Jaworski Maike, Ittrich Carina, Hailfinger Stephan, Bonin Michael, Buchmann Albrecht, Schwarz Michael, Köhle Christoph
Department of Toxicology, Institute of Pharmacology and Toxicology, University of Tübingen, Tübingen, Germany.
Int J Cancer. 2007 Sep 15;121(6):1382-5. doi: 10.1002/ijc.22801.

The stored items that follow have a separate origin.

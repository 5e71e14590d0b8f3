//! Configuration-driven method tracing.
//!
//! Each `trace_methods` entry `TypePattern#methodPattern` becomes a
//! descriptor in the `method-matching` group. Matching calls start a
//! transaction when nothing is active on the thread and a child span of the
//! active context otherwise.

use std::sync::Arc;
use tracing::debug;

use crate::advice::{EntryFrame, ExitFrame};
use crate::context::ContextRef;
use crate::descriptor::InstrumentationDescriptor;
use crate::error::ConfigError;
use crate::matcher::{name_matches, name_starts_with, name_starts_with_ignore_case, WildcardMatcher};

pub const TRACE_METHODS_GROUP: &str = "method-matching";
const DESCRIPTOR_PREFIX: &str = "trace-methods:";

/// One parsed `trace_methods` entry
#[derive(Debug, Clone, PartialEq)]
pub struct TraceMethodsEntry {
    raw: String,
    type_pattern: WildcardMatcher,
    method_pattern: WildcardMatcher,
}

impl TraceMethodsEntry {
    pub fn parse(entry: &str) -> Result<Self, ConfigError> {
        let raw = entry.trim();
        let invalid = |reason: &str| ConfigError::InvalidTraceMethod {
            entry: entry.to_string(),
            reason: reason.to_string(),
        };
        if raw.is_empty() {
            return Err(invalid("entry is empty"));
        }

        let (type_part, method_part) = match raw.split_once('#') {
            Some((t, m)) => (t.trim(), m.trim()),
            None => (raw, ""),
        };
        if type_part.is_empty() {
            return Err(invalid("missing type pattern before '#'"));
        }
        if method_part.contains('#') {
            return Err(invalid("more than one '#'"));
        }
        let method_part = if method_part.is_empty() { "*" } else { method_part };

        Ok(Self {
            raw: raw.to_string(),
            type_pattern: WildcardMatcher::parse(type_part)?,
            method_pattern: WildcardMatcher::parse(method_part)?,
        })
    }

    pub fn raw(&self) -> &str {
        &self.raw
    }

    pub fn type_pattern(&self) -> &WildcardMatcher {
        &self.type_pattern
    }

    pub fn method_pattern(&self) -> &WildcardMatcher {
        &self.method_pattern
    }

    pub fn descriptor_name(&self) -> String {
        format!("{DESCRIPTOR_PREFIX}{}", self.raw)
    }

    pub fn into_descriptor(self) -> Arc<InstrumentationDescriptor> {
        let mut builder = InstrumentationDescriptor::builder(self.descriptor_name())
            .group(TRACE_METHODS_GROUP)
            .type_matcher(name_matches(self.type_pattern.clone()))
            .method_matcher(name_matches(self.method_pattern.clone()))
            .on_enter(on_enter)
            .on_exit(on_exit);
        if let Some(prefix) = self.type_pattern.literal_prefix() {
            builder = builder.prefilter(if self.type_pattern.is_case_sensitive() {
                name_starts_with(prefix)
            } else {
                name_starts_with_ignore_case(prefix)
            });
        }
        builder.build()
    }
}

/// Whether a descriptor name was produced from a `trace_methods` entry
pub fn is_trace_methods_descriptor(name: &str) -> bool {
    name.starts_with(DESCRIPTOR_PREFIX)
}

/// Build one descriptor per entry, failing on the first malformed entry
pub fn build_descriptors<S: AsRef<str>>(
    entries: &[S],
) -> Result<Vec<Arc<InstrumentationDescriptor>>, ConfigError> {
    entries
        .iter()
        .map(|e| TraceMethodsEntry::parse(e.as_ref()).map(TraceMethodsEntry::into_descriptor))
        .collect()
}

fn on_enter(frame: &mut EntryFrame<'_>) -> anyhow::Result<()> {
    let tracer = frame.tracer();
    let context = match tracer.active() {
        Some(_) => tracer.start_span(),
        None => tracer.start_root_transaction(),
    };
    let Some(context) = context else {
        return Ok(());
    };
    context
        .with_name(frame.unit().simple_signature())
        .with_type("method")
        .activate();
    debug!(span_id = %context.span_id(), kind = ?context.kind(), "Tracing {}", frame.unit().signature());
    frame.set_local(context);
    Ok(())
}

fn on_exit(frame: &mut ExitFrame<'_>) -> anyhow::Result<()> {
    if let Some(context) = frame.take_local::<ContextRef>() {
        context
            .capture_exception(frame.thrown())
            .deactivate()
            .end();
    }
    Ok(())
}

#[cfg(test)]
mod tests {
    use super::*;
    use crate::enablement::EnablementState;
    use crate::matcher;
    use crate::unit::{MethodDescription, TypeDescription, UnitDescription};

    fn unit(type_name: &str, method: &str) -> UnitDescription {
        UnitDescription::new(TypeDescription::new(type_name), MethodDescription::new(method))
    }

    #[test]
    fn test_parse_entry() {
        let entry = TraceMethodsEntry::parse(" com.acme.*Service#handle* ").unwrap();
        assert_eq!(entry.raw(), "com.acme.*Service#handle*");
        assert_eq!(entry.type_pattern().pattern(), "com.acme.*Service");
        assert_eq!(entry.method_pattern().pattern(), "handle*");
        assert_eq!(entry.descriptor_name(), "trace-methods:com.acme.*Service#handle*");

        let any_method = TraceMethodsEntry::parse("com.acme.Billing").unwrap();
        assert_eq!(any_method.method_pattern().pattern(), "*");
    }

    #[test]
    fn test_parse_rejects_malformed_entries() {
        for bad in ["", "   ", "#run", "a.B#c#d"] {
            assert!(
                matches!(
                    TraceMethodsEntry::parse(bad),
                    Err(ConfigError::InvalidTraceMethod { .. })
                ),
                "{bad:?} should be rejected"
            );
        }
    }

    #[test]
    fn test_descriptor_matching() {
        let descriptors = build_descriptors(&["com.acme.*Service#handle*"]).unwrap();
        let d = &descriptors[0];
        let state = EnablementState::new();

        assert_eq!(d.groups(), [TRACE_METHODS_GROUP]);
        assert!(matcher::matches(d, &unit("com.acme.billing.InvoiceService", "handleInvoice"), &state));
        assert!(matcher::matches(d, &unit("COM.ACME.billing.InvoiceService", "handleInvoice"), &state));
        assert!(!matcher::matches(d, &unit("com.acme.billing.InvoiceService", "close"), &state));
        assert!(!d.prefilter().unwrap().test("org.other.Service"));
    }

    #[test]
    fn test_case_sensitive_prefilter() {
        let descriptors = build_descriptors(&["(?-i)com.acme.Job#run"]).unwrap();
        let prefilter = descriptors[0].prefilter().unwrap();
        assert!(prefilter.test("com.acme.Job"));
        assert!(!prefilter.test("COM.ACME.Job"));
        assert!(is_trace_methods_descriptor(descriptors[0].name()));
    }
}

Chemically-induced mouse liver tumors harbor mutations in different oncogenes. About 50% of tumors contain activating mutations in the Ha-ras gene contain and about 20% of tumors show point mutations in the B-raf oncogene. We have investigated the gene expression profiles in tumors of the 2 genotypes by microarray analysis. In total, approximately 500 genes or expressed sequences were aberrantly expressed in tumors relative to normal liver tissue. Around two/thirds of them were significantly altered in both Ha-ras and B-raf mutated liver tumors, and most of the remaining genes showed at least qualitatively comparable changes in both tumor types. Several functional clusters were hypothesized in tumors of the 2 genotypes which involve alterations in a battery of genes encoding enzymes of lipid metabolism. The similarity in the patterns of global gene expression of Ha-ras and B-raf mutated liver tumors suggests that mutational activation of the 2 oncogenes results in activation of a common set of transcriptional regulators.
化学诱导的小鼠肝肿瘤在不同的癌基因中存在突变。约50%的肿瘤含有Ha-ras基因的激活突变,约20%的肿瘤显示B-raf癌基因的点突变。我们通过微阵列分析研究了这两种基因型肿瘤中的基因表达谱。相对于正常肝组织,肿瘤中总共约有500个基因或表达序列异常表达。其中约三分之二在Ha-ras和B-raf突变的肝肿瘤中均有显著改变,其余大多数基因在两种肿瘤类型中至少显示出定性可比的变化。在这两种基因型的肿瘤中推测出了几个功能簇,其中涉及一系列编码脂质代谢酶的基因的改变。Ha-ras和B-raf突变的肝肿瘤整体基因表达模式的相似性表明,这两种癌基因的突变激活导致了一组共同的转录调节因子的激活。